◆ WHAT THIS TASK INVOLVES ◆
Say only the number of lines in the entries below that contain "code".
** MATERIAL PROVIDED follows **
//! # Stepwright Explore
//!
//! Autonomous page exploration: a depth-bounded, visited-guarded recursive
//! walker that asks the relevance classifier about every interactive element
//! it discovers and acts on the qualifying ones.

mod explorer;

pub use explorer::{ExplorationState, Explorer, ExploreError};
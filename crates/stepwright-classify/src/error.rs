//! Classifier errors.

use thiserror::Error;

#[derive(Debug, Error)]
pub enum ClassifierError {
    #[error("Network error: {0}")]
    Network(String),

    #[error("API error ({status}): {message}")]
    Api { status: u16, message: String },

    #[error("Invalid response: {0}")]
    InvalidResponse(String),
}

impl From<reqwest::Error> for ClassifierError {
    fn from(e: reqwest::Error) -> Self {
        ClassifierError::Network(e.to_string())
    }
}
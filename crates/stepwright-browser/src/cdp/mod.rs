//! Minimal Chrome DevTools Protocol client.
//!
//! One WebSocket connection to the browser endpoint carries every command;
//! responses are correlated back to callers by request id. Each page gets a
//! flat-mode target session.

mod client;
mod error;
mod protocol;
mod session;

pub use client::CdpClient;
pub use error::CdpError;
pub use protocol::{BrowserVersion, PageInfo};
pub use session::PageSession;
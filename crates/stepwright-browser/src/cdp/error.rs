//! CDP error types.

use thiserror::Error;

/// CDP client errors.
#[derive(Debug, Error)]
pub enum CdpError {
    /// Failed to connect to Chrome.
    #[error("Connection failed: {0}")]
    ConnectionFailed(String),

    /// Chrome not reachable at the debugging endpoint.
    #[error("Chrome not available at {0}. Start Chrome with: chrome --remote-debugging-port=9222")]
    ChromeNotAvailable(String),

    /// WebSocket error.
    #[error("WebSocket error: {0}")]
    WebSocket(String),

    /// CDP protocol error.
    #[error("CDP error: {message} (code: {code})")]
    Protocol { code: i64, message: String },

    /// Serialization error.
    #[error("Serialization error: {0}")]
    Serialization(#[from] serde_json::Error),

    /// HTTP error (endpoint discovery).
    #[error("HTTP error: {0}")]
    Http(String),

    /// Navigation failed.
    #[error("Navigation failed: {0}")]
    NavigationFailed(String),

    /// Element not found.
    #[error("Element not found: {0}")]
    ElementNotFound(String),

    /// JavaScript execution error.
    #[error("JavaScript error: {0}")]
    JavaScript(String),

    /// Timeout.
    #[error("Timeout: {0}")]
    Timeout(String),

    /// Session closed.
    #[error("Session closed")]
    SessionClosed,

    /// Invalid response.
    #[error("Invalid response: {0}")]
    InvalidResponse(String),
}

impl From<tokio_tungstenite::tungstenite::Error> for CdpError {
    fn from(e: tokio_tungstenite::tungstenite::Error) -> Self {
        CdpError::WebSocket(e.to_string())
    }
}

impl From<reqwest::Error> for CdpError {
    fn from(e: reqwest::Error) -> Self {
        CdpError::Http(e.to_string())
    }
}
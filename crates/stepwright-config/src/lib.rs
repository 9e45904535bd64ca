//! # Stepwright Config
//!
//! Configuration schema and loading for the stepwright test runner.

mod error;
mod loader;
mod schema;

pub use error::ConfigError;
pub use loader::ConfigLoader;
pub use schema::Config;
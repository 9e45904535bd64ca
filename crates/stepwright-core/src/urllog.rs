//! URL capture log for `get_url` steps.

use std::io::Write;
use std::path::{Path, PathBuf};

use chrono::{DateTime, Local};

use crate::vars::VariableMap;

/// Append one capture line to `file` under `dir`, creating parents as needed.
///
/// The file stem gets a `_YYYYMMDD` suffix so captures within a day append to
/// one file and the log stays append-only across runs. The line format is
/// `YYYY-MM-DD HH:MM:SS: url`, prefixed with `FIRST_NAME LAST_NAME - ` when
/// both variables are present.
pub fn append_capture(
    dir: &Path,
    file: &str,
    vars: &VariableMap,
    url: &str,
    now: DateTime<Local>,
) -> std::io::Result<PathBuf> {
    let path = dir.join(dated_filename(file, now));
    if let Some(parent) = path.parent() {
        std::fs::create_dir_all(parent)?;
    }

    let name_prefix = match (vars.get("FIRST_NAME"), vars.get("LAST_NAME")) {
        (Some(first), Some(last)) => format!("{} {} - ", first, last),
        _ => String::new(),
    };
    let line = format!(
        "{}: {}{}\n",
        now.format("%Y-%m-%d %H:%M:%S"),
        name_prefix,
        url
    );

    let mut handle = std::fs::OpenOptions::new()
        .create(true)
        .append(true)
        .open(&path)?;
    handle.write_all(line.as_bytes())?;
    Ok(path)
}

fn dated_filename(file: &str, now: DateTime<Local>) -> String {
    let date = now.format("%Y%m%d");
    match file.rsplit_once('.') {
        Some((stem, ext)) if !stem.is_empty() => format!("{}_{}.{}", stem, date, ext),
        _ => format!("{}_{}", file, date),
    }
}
** End of MATERIAL PROVIDED **
** MATERIAL PROVIDED follows **
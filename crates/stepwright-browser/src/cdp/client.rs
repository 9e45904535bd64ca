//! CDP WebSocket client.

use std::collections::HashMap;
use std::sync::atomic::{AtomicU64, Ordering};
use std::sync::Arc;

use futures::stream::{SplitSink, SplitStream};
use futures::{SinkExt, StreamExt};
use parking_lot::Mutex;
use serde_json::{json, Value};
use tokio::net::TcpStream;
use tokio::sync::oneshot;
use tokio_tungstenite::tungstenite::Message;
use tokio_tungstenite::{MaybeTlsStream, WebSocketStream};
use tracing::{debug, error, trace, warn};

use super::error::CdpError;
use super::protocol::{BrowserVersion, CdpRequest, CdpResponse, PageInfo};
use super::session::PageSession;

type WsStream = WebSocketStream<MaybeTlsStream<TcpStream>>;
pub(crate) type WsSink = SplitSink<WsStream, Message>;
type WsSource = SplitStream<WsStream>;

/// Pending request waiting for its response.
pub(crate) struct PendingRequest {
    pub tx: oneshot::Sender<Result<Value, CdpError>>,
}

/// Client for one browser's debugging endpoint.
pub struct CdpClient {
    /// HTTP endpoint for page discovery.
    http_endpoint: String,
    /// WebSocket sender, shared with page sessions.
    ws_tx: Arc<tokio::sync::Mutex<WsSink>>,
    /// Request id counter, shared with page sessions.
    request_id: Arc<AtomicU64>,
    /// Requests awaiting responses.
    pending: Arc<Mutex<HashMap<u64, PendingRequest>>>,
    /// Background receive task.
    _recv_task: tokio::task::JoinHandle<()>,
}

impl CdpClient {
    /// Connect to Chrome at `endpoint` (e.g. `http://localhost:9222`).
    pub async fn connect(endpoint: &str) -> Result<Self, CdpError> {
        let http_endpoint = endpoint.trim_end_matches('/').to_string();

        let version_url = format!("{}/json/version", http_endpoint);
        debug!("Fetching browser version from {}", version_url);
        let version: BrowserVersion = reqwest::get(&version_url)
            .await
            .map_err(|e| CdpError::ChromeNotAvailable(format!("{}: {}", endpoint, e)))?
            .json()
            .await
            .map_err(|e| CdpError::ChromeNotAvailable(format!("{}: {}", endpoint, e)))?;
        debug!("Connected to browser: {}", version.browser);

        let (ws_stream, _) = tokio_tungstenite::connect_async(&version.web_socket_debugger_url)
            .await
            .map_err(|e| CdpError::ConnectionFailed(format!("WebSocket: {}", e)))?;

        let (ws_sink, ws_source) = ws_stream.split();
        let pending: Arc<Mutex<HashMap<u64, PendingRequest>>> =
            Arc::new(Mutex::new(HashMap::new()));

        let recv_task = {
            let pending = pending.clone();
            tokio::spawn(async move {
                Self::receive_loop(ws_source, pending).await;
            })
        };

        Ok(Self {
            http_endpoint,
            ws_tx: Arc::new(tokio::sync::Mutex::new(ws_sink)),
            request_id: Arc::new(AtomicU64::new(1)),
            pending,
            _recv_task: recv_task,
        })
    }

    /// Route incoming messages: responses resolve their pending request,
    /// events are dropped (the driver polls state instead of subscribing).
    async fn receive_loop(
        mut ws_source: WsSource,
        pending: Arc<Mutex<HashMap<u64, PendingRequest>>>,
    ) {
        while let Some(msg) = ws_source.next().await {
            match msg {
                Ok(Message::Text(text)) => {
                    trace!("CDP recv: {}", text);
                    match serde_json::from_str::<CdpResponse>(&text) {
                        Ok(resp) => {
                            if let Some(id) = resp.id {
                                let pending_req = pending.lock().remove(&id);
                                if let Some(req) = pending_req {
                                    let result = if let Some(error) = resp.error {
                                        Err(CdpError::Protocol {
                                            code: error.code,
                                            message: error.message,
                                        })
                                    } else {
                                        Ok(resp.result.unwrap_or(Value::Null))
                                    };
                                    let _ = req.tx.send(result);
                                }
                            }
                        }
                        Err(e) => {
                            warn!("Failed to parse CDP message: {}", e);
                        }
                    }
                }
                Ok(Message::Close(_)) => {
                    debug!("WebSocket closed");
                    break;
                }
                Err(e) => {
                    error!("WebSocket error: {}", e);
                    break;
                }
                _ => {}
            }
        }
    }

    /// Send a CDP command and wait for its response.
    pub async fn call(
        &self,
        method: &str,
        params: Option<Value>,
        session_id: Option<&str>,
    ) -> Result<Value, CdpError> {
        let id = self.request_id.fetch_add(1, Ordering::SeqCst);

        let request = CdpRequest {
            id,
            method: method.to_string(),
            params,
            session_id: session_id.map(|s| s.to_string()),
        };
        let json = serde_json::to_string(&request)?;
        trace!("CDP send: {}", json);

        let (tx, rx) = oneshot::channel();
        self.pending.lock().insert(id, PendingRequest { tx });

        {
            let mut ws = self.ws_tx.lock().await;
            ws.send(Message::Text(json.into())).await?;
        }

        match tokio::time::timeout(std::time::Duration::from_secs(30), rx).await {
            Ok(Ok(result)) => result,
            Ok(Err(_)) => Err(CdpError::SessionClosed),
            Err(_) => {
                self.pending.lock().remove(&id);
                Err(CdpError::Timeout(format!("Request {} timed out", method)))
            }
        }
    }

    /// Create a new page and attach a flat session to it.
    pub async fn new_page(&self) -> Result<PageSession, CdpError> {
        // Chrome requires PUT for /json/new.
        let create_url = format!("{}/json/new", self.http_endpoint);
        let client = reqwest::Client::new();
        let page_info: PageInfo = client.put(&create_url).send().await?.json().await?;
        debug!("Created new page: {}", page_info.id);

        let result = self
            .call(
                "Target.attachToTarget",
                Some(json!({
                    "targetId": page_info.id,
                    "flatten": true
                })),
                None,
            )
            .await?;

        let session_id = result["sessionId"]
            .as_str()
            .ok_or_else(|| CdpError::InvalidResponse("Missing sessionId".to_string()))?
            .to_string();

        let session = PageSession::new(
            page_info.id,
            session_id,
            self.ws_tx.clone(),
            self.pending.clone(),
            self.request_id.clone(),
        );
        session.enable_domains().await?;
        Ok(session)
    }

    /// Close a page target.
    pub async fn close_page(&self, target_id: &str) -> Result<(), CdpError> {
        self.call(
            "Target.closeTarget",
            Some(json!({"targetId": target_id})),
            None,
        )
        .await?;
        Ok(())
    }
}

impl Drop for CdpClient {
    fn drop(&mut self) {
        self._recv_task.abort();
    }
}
** End of MATERIAL PROVIDED **
** MATERIAL PROVIDED follows **
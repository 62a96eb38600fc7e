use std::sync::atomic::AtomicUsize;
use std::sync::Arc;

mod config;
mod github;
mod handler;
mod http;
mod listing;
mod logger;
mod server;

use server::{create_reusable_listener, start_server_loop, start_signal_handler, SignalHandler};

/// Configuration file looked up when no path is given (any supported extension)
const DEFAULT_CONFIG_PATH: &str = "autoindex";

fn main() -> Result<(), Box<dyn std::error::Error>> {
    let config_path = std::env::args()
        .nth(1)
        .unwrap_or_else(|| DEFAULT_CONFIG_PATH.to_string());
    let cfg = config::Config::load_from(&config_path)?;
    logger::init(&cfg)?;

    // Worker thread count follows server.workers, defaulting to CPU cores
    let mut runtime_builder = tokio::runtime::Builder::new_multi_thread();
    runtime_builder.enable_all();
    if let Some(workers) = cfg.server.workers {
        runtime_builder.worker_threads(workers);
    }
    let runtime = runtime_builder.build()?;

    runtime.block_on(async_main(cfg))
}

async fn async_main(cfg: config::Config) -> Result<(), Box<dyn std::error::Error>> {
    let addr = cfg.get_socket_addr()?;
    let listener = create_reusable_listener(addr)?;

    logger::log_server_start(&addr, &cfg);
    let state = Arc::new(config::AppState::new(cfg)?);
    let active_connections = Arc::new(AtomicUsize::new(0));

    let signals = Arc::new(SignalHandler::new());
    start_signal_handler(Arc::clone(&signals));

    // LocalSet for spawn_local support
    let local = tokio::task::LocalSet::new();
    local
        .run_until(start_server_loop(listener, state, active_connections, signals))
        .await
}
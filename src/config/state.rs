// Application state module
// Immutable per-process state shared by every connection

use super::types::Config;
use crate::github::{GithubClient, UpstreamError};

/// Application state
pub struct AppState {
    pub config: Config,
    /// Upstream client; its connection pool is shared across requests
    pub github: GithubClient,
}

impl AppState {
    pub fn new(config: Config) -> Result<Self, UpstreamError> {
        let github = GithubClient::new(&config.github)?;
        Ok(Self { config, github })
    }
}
** End of MATERIAL PROVIDED **
◆ RESPONSE ◆
3